SUPPLIED DATA:
_ _ _ _ _ _ _

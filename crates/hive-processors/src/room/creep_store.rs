//! Creep resource handling: `transfer`, `withdraw`, `pickup` and `drop`.
//!
//! Amounts are clamped to what the giver holds and what the receiver can
//! take. A request that clamps to zero does nothing.

use hive_types::intents::names;
use hive_types::{ObjectIntent, ObjectType, RoomObjectPatch, RoomObjectSnapshot};

use super::{RoomProcessorStep, acting_creep, free_capacity};
use crate::context::RoomProcessorContext;
use crate::error::ProcessorError;
use crate::events::RoomEvent;

/// Moves resources between creeps, structures and the ground.
#[derive(Debug, Clone, Copy, Default)]
pub struct CreepStoreStep;

impl RoomProcessorStep for CreepStoreStep {
    fn name(&self) -> &'static str {
        "creep-store"
    }

    fn run(&self, ctx: &mut RoomProcessorContext<'_>) -> Result<(), ProcessorError> {
        let intents = ctx.intents();
        for intent in intents.named(names::TRANSFER) {
            transfer(ctx, intent)?;
        }
        for intent in intents.named(names::WITHDRAW) {
            withdraw(ctx, intent)?;
        }
        for intent in intents.named(names::PICKUP) {
            pickup(ctx, intent)?;
        }
        for intent in intents.named(names::DROP) {
            drop_resource(ctx, intent)?;
        }
        Ok(())
    }
}

/// Clamp a requested amount to `held` and `room`.
fn clamp(requested: Option<i64>, held: i64, room: i64) -> i64 {
    requested.unwrap_or(held).min(held).min(room).max(0)
}

fn store_patch(object: &RoomObjectSnapshot, resource: &str, delta: i64) -> RoomObjectPatch {
    RoomObjectPatch::store_entry(resource, object.store_amount(resource).saturating_add(delta))
}

fn transfer(
    ctx: &mut RoomProcessorContext<'_>,
    intent: &ObjectIntent,
) -> Result<(), ProcessorError> {
    let Some(argument) = intent.record.first() else {
        return Ok(());
    };
    let (Some(target_id), Some(resource)) = (argument.object_id("id"), argument.text("resourceType"))
    else {
        return Ok(());
    };
    let Some(creep) = acting_creep(ctx, intent)? else {
        return Ok(());
    };
    let Some(target) = ctx.object(&target_id)? else {
        return Ok(());
    };
    if target.id == creep.id || !creep.position().in_range(target.position(), 1) {
        return Ok(());
    }
    if target.object_type.is_owned_structure() && !ctx.is_active(&target) {
        return Ok(());
    }

    let amount = clamp(
        argument.integer("amount"),
        creep.store_amount(resource),
        free_capacity(&target, resource),
    );
    if amount == 0 {
        return Ok(());
    }
    ctx.patch(&creep.id, store_patch(&creep, resource, amount.saturating_neg()));
    ctx.patch(&target.id, store_patch(&target, resource, amount));
    ctx.log_event(RoomEvent::Transfer {
        object_id: creep.id.clone(),
        target_id: target.id.clone(),
        resource_type: resource.to_owned(),
        amount,
    });
    Ok(())
}

fn withdraw(
    ctx: &mut RoomProcessorContext<'_>,
    intent: &ObjectIntent,
) -> Result<(), ProcessorError> {
    let Some(argument) = intent.record.first() else {
        return Ok(());
    };
    let (Some(target_id), Some(resource)) = (argument.object_id("id"), argument.text("resourceType"))
    else {
        return Ok(());
    };
    let Some(creep) = acting_creep(ctx, intent)? else {
        return Ok(());
    };
    let Some(target) = ctx.object(&target_id)? else {
        return Ok(());
    };
    let withdrawable = target.object_type.is_owned_structure()
        || matches!(
            target.object_type,
            ObjectType::Container | ObjectType::Tombstone | ObjectType::Ruin
        );
    if !withdrawable || !creep.position().in_range(target.position(), 1) {
        return Ok(());
    }

    let amount = clamp(
        argument.integer("amount"),
        target.store_amount(resource),
        creep.store_free_capacity(resource),
    );
    if amount == 0 {
        return Ok(());
    }
    ctx.patch(&target.id, store_patch(&target, resource, amount.saturating_neg()));
    ctx.patch(&creep.id, store_patch(&creep, resource, amount));
    ctx.log_event(RoomEvent::Transfer {
        object_id: target.id.clone(),
        target_id: creep.id.clone(),
        resource_type: resource.to_owned(),
        amount,
    });
    Ok(())
}

fn pickup(ctx: &mut RoomProcessorContext<'_>, intent: &ObjectIntent) -> Result<(), ProcessorError> {
    let Some(pile_id) = intent.record.first().and_then(|a| a.object_id("id")) else {
        return Ok(());
    };
    let Some(creep) = acting_creep(ctx, intent)? else {
        return Ok(());
    };
    let Some(pile) = ctx
        .object(&pile_id)?
        .filter(|o| o.object_type == ObjectType::Resource)
    else {
        return Ok(());
    };
    let Some(resource) = pile.resource_type.as_deref() else {
        return Ok(());
    };
    if !creep.position().in_range(pile.position(), 1) {
        return Ok(());
    }

    let available = pile.amount.unwrap_or(0);
    let amount = clamp(None, available, creep.store_free_capacity(resource));
    if amount == 0 {
        return Ok(());
    }
    ctx.patch(&creep.id, store_patch(&creep, resource, amount));
    if amount >= available {
        ctx.remove(&pile.id);
    } else {
        ctx.patch(
            &pile.id,
            RoomObjectPatch {
                amount: Some(available.saturating_sub(amount)),
                ..RoomObjectPatch::default()
            },
        );
    }
    Ok(())
}

fn drop_resource(
    ctx: &mut RoomProcessorContext<'_>,
    intent: &ObjectIntent,
) -> Result<(), ProcessorError> {
    let Some(argument) = intent.record.first() else {
        return Ok(());
    };
    let Some(resource) = argument.text("resourceType") else {
        return Ok(());
    };
    let Some(creep) = acting_creep(ctx, intent)? else {
        return Ok(());
    };
    let held = creep.store_amount(resource);
    let amount = clamp(argument.integer("amount"), held, held);
    if amount == 0 {
        return Ok(());
    }
    ctx.patch(&creep.id, store_patch(&creep, resource, amount.saturating_neg()));
    ctx.drop_resource(creep.position(), resource, amount)
}

#[cfg(test)]
#[allow(clippy::unwrap_used)]
mod tests {
    use hive_types::resources::ENERGY;
    use hive_types::test_support::{self, RoomFixture, intent, number, owner, text};
    use hive_types::{BodyPartType, ObjectId};

    use super::*;
    use crate::room::testing::run_steps;

    fn hauler(energy: i64) -> RoomObjectSnapshot {
        let mut creep = test_support::creep(
            "c1",
            &owner(),
            10,
            10,
            &[BodyPartType::Carry, BodyPartType::Carry, BodyPartType::Move],
        );
        creep.store.insert(ENERGY.into(), energy);
        creep
    }

    fn base() -> RoomFixture {
        RoomFixture::new(50).with(test_support::controller("ctrl", 2, Some(&owner())))
    }

    fn store(run: &crate::room::testing::StepRun, id: &str) -> i64 {
        *run.patch(id).store.as_ref().unwrap().get(ENERGY).unwrap()
    }

    #[test]
    fn transfer_is_clamped_to_free_capacity() {
        let snapshot = base()
            .with(hauler(100))
            .with(test_support::extension("e1", &owner(), 11, 10, 20))
            .with_intent(
                &owner(),
                "c1",
                intent(names::TRANSFER, vec![("id", text("e1")), ("resourceType", text(ENERGY))]),
            )
            .build();
        let run = run_steps(&snapshot, &[&CreepStoreStep]);
        assert_eq!(store(&run, "c1"), 70);
        assert_eq!(store(&run, "e1"), 50);
        assert_eq!(run.events.len(), 1);
    }

    #[test]
    fn withdraw_respects_requested_amount() {
        let mut container = test_support::object("box", ObjectType::Container, 10, 11);
        container.store_capacity = Some(2000);
        container.store.insert(ENERGY.into(), 500);
        let snapshot = base()
            .with(hauler(0))
            .with(container)
            .with_intent(
                &owner(),
                "c1",
                intent(
                    names::WITHDRAW,
                    vec![
                        ("id", text("box")),
                        ("resourceType", text(ENERGY)),
                        ("amount", number(30)),
                    ],
                ),
            )
            .build();
        let run = run_steps(&snapshot, &[&CreepStoreStep]);
        assert_eq!(store(&run, "c1"), 30);
        assert_eq!(store(&run, "box"), 470);
    }

    #[test]
    fn pickup_removes_an_emptied_pile() {
        let mut pile = test_support::object("pile", ObjectType::Resource, 10, 10);
        pile.resource_type = Some(ENERGY.into());
        pile.amount = Some(40);
        let snapshot = base()
            .with(hauler(0))
            .with(pile)
            .with_intent(&owner(), "c1", intent(names::PICKUP, vec![("id", text("pile"))]))
            .build();
        let run = run_steps(&snapshot, &[&CreepStoreStep]);
        assert_eq!(store(&run, "c1"), 40);
        assert!(run.batch.removals.contains(&ObjectId::from("pile")));
    }

    #[test]
    fn drop_creates_a_pile_under_the_creep() {
        let snapshot = base()
            .with(hauler(60))
            .with_intent(
                &owner(),
                "c1",
                intent(names::DROP, vec![("resourceType", text(ENERGY))]),
            )
            .build();
        let run = run_steps(&snapshot, &[&CreepStoreStep]);
        assert_eq!(store(&run, "c1"), 0);
        let pile = run.batch.upserts.values().next().unwrap();
        assert_eq!(pile.amount, Some(60));
        assert_eq!(pile.position(), hive_types::Position::new(10, 10));
    }
}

_ _ _ _ _ _ _

REQUIRED WORK: Reproduce the entries above exactly, starting at their first line and finishing with the line that contains "fn run(&self, ctx: &mut".

RESULT:
filename crates/hive-processors/src/room/creep_store.rs
//! Creep resource handling: `transfer`, `withdraw`, `pickup` and `drop`.
//!
//! Amounts are clamped to what the giver holds and what the receiver can
//! take. A request that clamps to zero does nothing.

use hive_types::intents::names;
use hive_types::{ObjectIntent, ObjectType, RoomObjectPatch, RoomObjectSnapshot};

use super::{RoomProcessorStep, acting_creep, free_capacity};
use crate::context::RoomProcessorContext;
use crate::error::ProcessorError;
use crate::events::RoomEvent;

/// Moves resources between creeps, structures and the ground.
#[derive(Debug, Clone, Copy, Default)]
pub struct CreepStoreStep;

impl RoomProcessorStep for CreepStoreStep {
    fn name(&self) -> &'static str {
        "creep-store"
    }

    fn run(&self, ctx: &mut RoomProcessorContext<'_>) -> Result<(), ProcessorError> {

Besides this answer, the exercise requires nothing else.